A controversial study on the treatment of Parkinson's disease (PD) has come to a disappointing end. Previous open clinical trials had suggested that transplantation of human embryonic dopamine neurons into the brains of patients with Parkinson's disease was beneficial. However, a recent study published in the New England Journal of Medicine has found that in a controlled trial, no significant improvement was noted in patients with transplanted neurons. Freed et al. transplanted precursors of dopaminergic cells in fragments of mesencephalon isolated from human fetuses into the brains of patients with PD. Twenty patients received the operation, in which four holes were drilled in their skulls, and twenty others underwent sham surgery, in which the drill did not go all the way through the skull.
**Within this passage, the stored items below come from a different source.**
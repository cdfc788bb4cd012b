//! Golden test vectors for deterministic verification.
//!
//! These vectors pin the digest, Merkle, and signature encodings so that any
//! implementation talking to the same authority produces identical
//! commitments.

use invoice_seal_core::canonical::censorship_message;
use invoice_seal_core::{
    files_merkle_root, sign_merkle_root, FileDescriptor, Identity, Sha256Digest,
};

/// The sample invoice table.
pub const INVOICE_CSV: &str = "\
# type,subtype,description,proposal token,hours,total cost
labor,dev,wrote parser,,10,400
Expense, travel, train,,0,65.5
";

/// `invoice.json` for [`INVOICE_CSV`] billed for January 2019.
pub const INVOICE_JSON: &str = concat!(
    r#"{"month":1,"year":2019,"lineitems":["#,
    r#"{"linenumber":0,"type":1,"subtype":"dev","description":"wrote parser","proposaltoken":"","hours":10.0,"totalcost":400.0},"#,
    r#"{"linenumber":1,"type":2,"subtype":"travel","description":"train","proposaltoken":"","hours":0.0,"totalcost":65.5}"#,
    r#"]}"#
);

/// A golden bundle vector.
#[derive(Debug, Clone)]
pub struct BundleVector {
    /// Human-readable name for the vector.
    pub name: &'static str,
    /// Seed for the submitter's deterministic key.
    pub seed: [u8; 32],
    /// Files in bundle order: name and raw content.
    pub files: Vec<(&'static str, &'static [u8])>,
    /// Expected submitter public key (hex).
    pub public_key: &'static str,
    /// Expected SHA-256 digest of each file (hex).
    pub digests: Vec<&'static str>,
    /// Expected Merkle root (hex).
    pub merkle_root: &'static str,
    /// Expected signature over the hex root (hex).
    pub signature: &'static str,
}

impl BundleVector {
    /// File descriptors for this vector.
    pub fn descriptors(&self) -> Vec<FileDescriptor> {
        self.files
            .iter()
            .map(|(name, data)| FileDescriptor::new(*name, data))
            .collect()
    }

    pub fn identity(&self) -> Identity {
        Identity::from_seed(&self.seed)
    }
}

const INVOICE_DIGEST: &str = "4207e11e23a1f80b91c93c6a1d0fb4f08b4a46afe97f41d836828ccd3e246a38";

/// Get all golden bundle vectors.
pub fn all_vectors() -> Vec<BundleVector> {
    vec![
        BundleVector {
            name: "invoice only",
            seed: [0x01; 32],
            files: vec![("invoice.json", INVOICE_JSON.as_bytes())],
            public_key: "8a88e3dd7409f195fd52db2d3cba5d72ca6709bf1d94121bf3748801b40f6f5c",
            digests: vec![INVOICE_DIGEST],
            // A single leaf is its own root.
            merkle_root: INVOICE_DIGEST,
            signature: "b41283333f12f36073079acb5b81f369cac48cd089ff87ba9e09e2632d2fdbb0\
                        3cfb4692230da72991091dd39c3d1c617b09ac3ee3598991ea62f2311ac47606",
        },
        BundleVector {
            name: "invoice with two attachments",
            seed: [0x01; 32],
            files: vec![
                ("invoice.json", INVOICE_JSON.as_bytes()),
                ("notes.txt", b"approved by treasury\n"),
                ("receipt.txt", b"taxi 42.00\n"),
            ],
            public_key: "8a88e3dd7409f195fd52db2d3cba5d72ca6709bf1d94121bf3748801b40f6f5c",
            digests: vec![
                INVOICE_DIGEST,
                "6189cb0146055442c9af8355468e60e0f5eeb58f46b1ee646edb0a67c8da1ee6",
                "dd6e677f5663bca9097624340c91bbc409cfb478452b87879e22ee3c622dd1d5",
            ],
            merkle_root: "9473b9e21c75bf6d828ec292e1547425b4ef48516df089bf3143a986571492c2",
            signature: "508fd96583ba20129260799411041e339c0b9c8761ef7ce6e31c82984b9cdaf7\
                        ff9013ff6d4a58d36e776d30e0c71d33c10f05af7a806faaf19344cbd38b370a",
        },
        BundleVector {
            name: "five files, odd node at two levels",
            seed: [0x42; 32],
            files: vec![
                ("invoice.json", INVOICE_JSON.as_bytes()),
                ("f1.txt", b"file 1\n"),
                ("f2.txt", b"file 2\n"),
                ("f3.txt", b"file 3\n"),
                ("f4.txt", b"file 4\n"),
            ],
            public_key: "2152f8d19b791d24453242e15f2eab6cb7cffa7b6a5ed30097960e069881db12",
            digests: vec![
                INVOICE_DIGEST,
                "5f5d584c5857d85af911ade1b2ae7cb593c17654282091f3ace31efd9e951360",
                "0b7e1391e807365614c548fd10a4a543cf0654268529f3fe768ed7042624c006",
                "b90ae9387f8c3b679f6bbd62649e3b0649fd2f5ab82cc174af8977671367f761",
                "76f61e3503f81ffc8ccff1db16486d49a5f602267027e5ae85ae17d0c5e041b1",
            ],
            merkle_root: "03d5b1f00d8f1149c332f352384b42f08a4384ba2d2a71c0c469a7a122c7f0a2",
            signature: "4acb273b89f9ef3a0074f2de35c87d934087392690074fd37c06fdddd103f492\
                        52654bb213b58d66ad799c5ccea63f9db306186cda0498e5ba0faecb9ef6150d",
        },
    ]
}

/// A golden censorship record over the "invoice only" bundle.
#[derive(Debug, Clone)]
pub struct AuthorityVector {
    /// Seed for the authority's deterministic key.
    pub seed: [u8; 32],
    pub public_key: &'static str,
    pub token: &'static str,
    pub merkle_root: &'static str,
    /// Expected signature over `merkle_root || token` (hex).
    pub signature: &'static str,
}

pub fn authority_vector() -> AuthorityVector {
    AuthorityVector {
        seed: [0x02; 32],
        public_key: "8139770ea87d175f56a35466c34c7ecccb8d8a91b4ee37a25df60f5b8fc9b394",
        token: "aaaaaaaaaaaaaaaaaaaaaaaaaaaaaaaaaaaaaaaaaaaaaaaaaaaaaaaaaaaaaaaa",
        merkle_root: INVOICE_DIGEST,
        signature: "9f03277906b07c0b52e2bc6695498787b16c46dfb01e678ca3ebafd53c8bdfe2\
                    8a3de8c1d81c9c1fb141efda572344e00d92596ffb56b3cad2c52162ee980108",
    }
}

/// Recompute every vector and report `(name, matches, computed root)`.
///
/// Call this to verify your implementation matches the pinned encodings.
pub fn verify_all_vectors() -> Vec<(String, bool, String)> {
    all_vectors()
        .iter()
        .map(|v| {
            let files = v.descriptors();
            let identity = v.identity();

            let digests_match = files
                .iter()
                .zip(&v.digests)
                .all(|(f, expected)| f.digest() == *expected);
            let root = files_merkle_root(&files)
                .map(|r| r.to_hex())
                .unwrap_or_default();
            let signature = sign_merkle_root(&files, Some(&identity))
                .map(|s| s.to_hex())
                .unwrap_or_default();

            let matches = digests_match
                && files.len() == v.digests.len()
                && root == v.merkle_root
                && signature == v.signature
                && identity.public_key().to_hex() == v.public_key;

            (v.name.to_string(), matches, root)
        })
        .collect()
}

/// Sign the authority vector's message with its seed.
pub fn sign_authority_vector(v: &AuthorityVector) -> String {
    Identity::from_seed(&v.seed)
        .sign(&censorship_message(v.merkle_root, v.token))
        .to_hex()
}

/// SHA-256 of `data`, hex encoded.
pub fn sha256_hex(data: &[u8]) -> String {
    Sha256Digest::hash(data).to_hex()
}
Encouragingly, some of the implanted cells were found to have survived and differentiated on histologic examination or positron-emission tomography (PET). However, there was no correlation between these findings and motor improvements in the patients. No significant improvement was noted in elderly patients who had undergone the transplantation. However, younger patients, who make up about 40% of Parkinson's patients, showed a slight improvement of symptoms, but this only lasted for one year after the surgery.
The study had generated considerable controversy, as many people felt that it was unethical to perform sham operations in patients because of the pain and the risk of complications associated with the surgery.
- Freed et al. New England Journal of Medicine. 2001; 344:710-719.